-- Opening Marker --

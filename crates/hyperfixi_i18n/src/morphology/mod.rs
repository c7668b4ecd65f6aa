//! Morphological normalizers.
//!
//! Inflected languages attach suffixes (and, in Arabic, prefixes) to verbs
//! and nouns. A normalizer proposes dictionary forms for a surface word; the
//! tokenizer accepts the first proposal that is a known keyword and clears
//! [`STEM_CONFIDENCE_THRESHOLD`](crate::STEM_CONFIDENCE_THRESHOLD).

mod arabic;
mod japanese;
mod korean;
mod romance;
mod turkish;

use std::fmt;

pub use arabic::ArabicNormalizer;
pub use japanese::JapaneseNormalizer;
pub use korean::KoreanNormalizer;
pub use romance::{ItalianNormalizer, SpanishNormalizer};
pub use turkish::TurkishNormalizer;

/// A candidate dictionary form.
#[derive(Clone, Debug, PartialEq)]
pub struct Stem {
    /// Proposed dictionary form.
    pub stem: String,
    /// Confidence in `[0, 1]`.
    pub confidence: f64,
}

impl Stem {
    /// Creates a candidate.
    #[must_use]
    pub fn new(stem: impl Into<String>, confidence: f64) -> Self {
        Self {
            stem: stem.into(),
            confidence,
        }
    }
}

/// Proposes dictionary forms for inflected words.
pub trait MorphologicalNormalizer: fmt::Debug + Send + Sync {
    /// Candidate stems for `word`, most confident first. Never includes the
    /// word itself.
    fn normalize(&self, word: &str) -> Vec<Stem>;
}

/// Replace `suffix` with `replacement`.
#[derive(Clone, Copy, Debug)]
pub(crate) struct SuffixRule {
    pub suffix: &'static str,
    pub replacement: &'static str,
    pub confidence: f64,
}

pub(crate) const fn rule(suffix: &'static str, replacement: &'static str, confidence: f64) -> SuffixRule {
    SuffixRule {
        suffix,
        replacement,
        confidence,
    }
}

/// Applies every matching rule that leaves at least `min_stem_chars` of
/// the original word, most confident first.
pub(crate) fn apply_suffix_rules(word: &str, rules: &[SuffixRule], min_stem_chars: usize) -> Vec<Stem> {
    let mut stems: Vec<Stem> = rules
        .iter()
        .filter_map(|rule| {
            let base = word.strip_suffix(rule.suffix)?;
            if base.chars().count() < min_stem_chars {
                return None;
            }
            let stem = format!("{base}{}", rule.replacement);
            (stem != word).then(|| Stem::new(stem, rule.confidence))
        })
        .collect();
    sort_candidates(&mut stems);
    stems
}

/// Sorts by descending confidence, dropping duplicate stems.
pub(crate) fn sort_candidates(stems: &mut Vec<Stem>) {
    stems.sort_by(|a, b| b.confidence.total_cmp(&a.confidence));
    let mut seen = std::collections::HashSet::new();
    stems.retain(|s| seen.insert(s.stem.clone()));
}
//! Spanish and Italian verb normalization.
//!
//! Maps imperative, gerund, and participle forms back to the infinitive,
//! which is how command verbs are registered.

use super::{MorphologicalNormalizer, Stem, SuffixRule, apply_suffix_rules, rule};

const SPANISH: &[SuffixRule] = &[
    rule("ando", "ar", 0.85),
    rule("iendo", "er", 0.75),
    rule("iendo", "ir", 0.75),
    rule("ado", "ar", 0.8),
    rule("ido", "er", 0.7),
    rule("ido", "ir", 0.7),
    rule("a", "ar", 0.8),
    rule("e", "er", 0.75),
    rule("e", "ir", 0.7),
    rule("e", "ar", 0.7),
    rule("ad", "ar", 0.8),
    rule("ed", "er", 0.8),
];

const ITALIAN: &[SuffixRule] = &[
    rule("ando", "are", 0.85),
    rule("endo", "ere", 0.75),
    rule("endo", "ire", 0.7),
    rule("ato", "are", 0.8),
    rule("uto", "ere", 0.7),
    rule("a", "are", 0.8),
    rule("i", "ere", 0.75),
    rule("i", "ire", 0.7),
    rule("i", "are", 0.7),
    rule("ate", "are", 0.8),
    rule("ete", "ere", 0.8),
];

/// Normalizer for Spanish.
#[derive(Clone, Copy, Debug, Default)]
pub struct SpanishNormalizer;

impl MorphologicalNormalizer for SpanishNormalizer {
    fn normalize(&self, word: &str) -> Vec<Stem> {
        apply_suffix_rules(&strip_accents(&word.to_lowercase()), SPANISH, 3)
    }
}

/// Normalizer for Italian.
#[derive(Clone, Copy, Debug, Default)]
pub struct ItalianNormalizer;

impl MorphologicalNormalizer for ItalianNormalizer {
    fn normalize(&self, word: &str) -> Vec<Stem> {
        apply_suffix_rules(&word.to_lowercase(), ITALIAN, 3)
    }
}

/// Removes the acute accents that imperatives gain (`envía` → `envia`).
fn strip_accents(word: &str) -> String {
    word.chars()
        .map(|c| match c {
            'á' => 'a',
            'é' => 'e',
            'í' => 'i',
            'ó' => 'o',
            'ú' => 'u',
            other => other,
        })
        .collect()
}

-- Closing Marker --

§ **EXERCISE AIM**: Word for word, repeat each line of the listing.

§ **RESULT**:
filename crates/hyperfixi_i18n/src/morphology/mod.rs
repository c7668b4ecd65f6aa
//! Morphological normalizers.
//!
//! Inflected languages attach suffixes (and, in Arabic, prefixes) to verbs
//! and nouns. A normalizer proposes dictionary forms for a surface word; the
//! tokenizer accepts the first proposal that is a known keyword and clears
//! [`STEM_CONFIDENCE_THRESHOLD`](crate::STEM_CONFIDENCE_THRESHOLD).

mod arabic;
mod japanese;
mod korean;
mod romance;
mod turkish;

use std::fmt;

pub use arabic::ArabicNormalizer;
pub use japanese::JapaneseNormalizer;
pub use korean::KoreanNormalizer;
pub use romance::{ItalianNormalizer, SpanishNormalizer};
pub use turkish::TurkishNormalizer;

/// A candidate dictionary form.
#[derive(Clone, Debug, PartialEq)]
pub struct Stem {
    /// Proposed dictionary form.
    pub stem: String,
    /// Confidence in `[0, 1]`.
    pub confidence: f64,
}

impl Stem {
    /// Creates a candidate.
    #[must_use]
    pub fn new(stem: impl Into<String>, confidence: f64) -> Self {
        Self {
            stem: stem.into(),
            confidence,
        }
    }
}

/// Proposes dictionary forms for inflected words.
pub trait MorphologicalNormalizer: fmt::Debug + Send + Sync {
    /// Candidate stems for `word`, most confident first. Never includes the
    /// word itself.
    fn normalize(&self, word: &str) -> Vec<Stem>;
}

/// Replace `suffix` with `replacement`.
#[derive(Clone, Copy, Debug)]
pub(crate) struct SuffixRule {
    pub suffix: &'static str,
    pub replacement: &'static str,
    pub confidence: f64,
}

pub(crate) const fn rule(suffix: &'static str, replacement: &'static str, confidence: f64) -> SuffixRule {
    SuffixRule {
        suffix,
        replacement,
        confidence,
    }
}

/// Applies every matching rule that leaves at least `min_stem_chars` of
/// the original word, most confident first.
pub(crate) fn apply_suffix_rules(word: &str, rules: &[SuffixRule], min_stem_chars: usize) -> Vec<Stem> {
    let mut stems: Vec<Stem> = rules
        .iter()
        .filter_map(|rule| {
            let base = word.strip_suffix(rule.suffix)?;
            if base.chars().count() < min_stem_chars {
                return None;
            }
            let stem = format!("{base}{}", rule.replacement);
            (stem != word).then(|| Stem::new(stem, rule.confidence))
        })
        .collect();
    sort_candidates(&mut stems);
    stems
}

/// Sorts by descending confidence, dropping duplicate stems.
pub(crate) fn sort_candidates(stems: &mut Vec<Stem>) {
    stems.sort_by(|a, b| b.confidence.total_cmp(&a.confidence));
    let mut seen = std::collections::HashSet::new();
    stems.retain(|s| seen.insert(s.stem.clone()));
}
//! Spanish and Italian verb normalization.
//!
//! Maps imperative, gerund, and participle forms back to the infinitive,
//! which is how command verbs are registered.

use super::{MorphologicalNormalizer, Stem, SuffixRule, apply_suffix_rules, rule};

const SPANISH: &[SuffixRule] = &[
    rule("ando", "ar", 0.85),
    rule("iendo", "er", 0.75),
    rule("iendo", "ir", 0.75),
    rule("ado", "ar", 0.8),
    rule("ido", "er", 0.7),
    rule("ido", "ir", 0.7),
    rule("a", "ar", 0.8),
    rule("e", "er", 0.75),
    rule("e", "ir", 0.7),
    rule("e", "ar", 0.7),
    rule("ad", "ar", 0.8),
    rule("ed", "er", 0.8),
];

const ITALIAN: &[SuffixRule] = &[
    rule("ando", "are", 0.85),
    rule("endo", "ere", 0.75),
    rule("endo", "ire", 0.7),
    rule("ato", "are", 0.8),
    rule("uto", "ere", 0.7),
    rule("a", "are", 0.8),
    rule("i", "ere", 0.75),
    rule("i", "ire", 0.7),
    rule("i", "are", 0.7),
    rule("ate", "are", 0.8),
    rule("ete", "ere", 0.8),
];

/// Normalizer for Spanish.
#[derive(Clone, Copy, Debug, Default)]
pub struct SpanishNormalizer;

impl MorphologicalNormalizer for SpanishNormalizer {
    fn normalize(&self, word: &str) -> Vec<Stem> {
        apply_suffix_rules(&strip_accents(&word.to_lowercase()), SPANISH, 3)
    }
}

/// Normalizer for Italian.
#[derive(Clone, Copy, Debug, Default)]
pub struct ItalianNormalizer;

impl MorphologicalNormalizer for ItalianNormalizer {
    fn normalize(&self, word: &str) -> Vec<Stem> {
        apply_suffix_rules(&word.to_lowercase(), ITALIAN, 3)
    }
}

/// Removes the acute accents that imperatives gain (`envía` → `envia`).
fn strip_accents(word: &str) -> String {
    word.chars()
        .map(|c| match c {
            'á' => 'a',
            'é' => 'e',
            'í' => 'i',
            'ó' => 'o',
            'ú' => 'u',
            other => other,
        })
        .collect()
}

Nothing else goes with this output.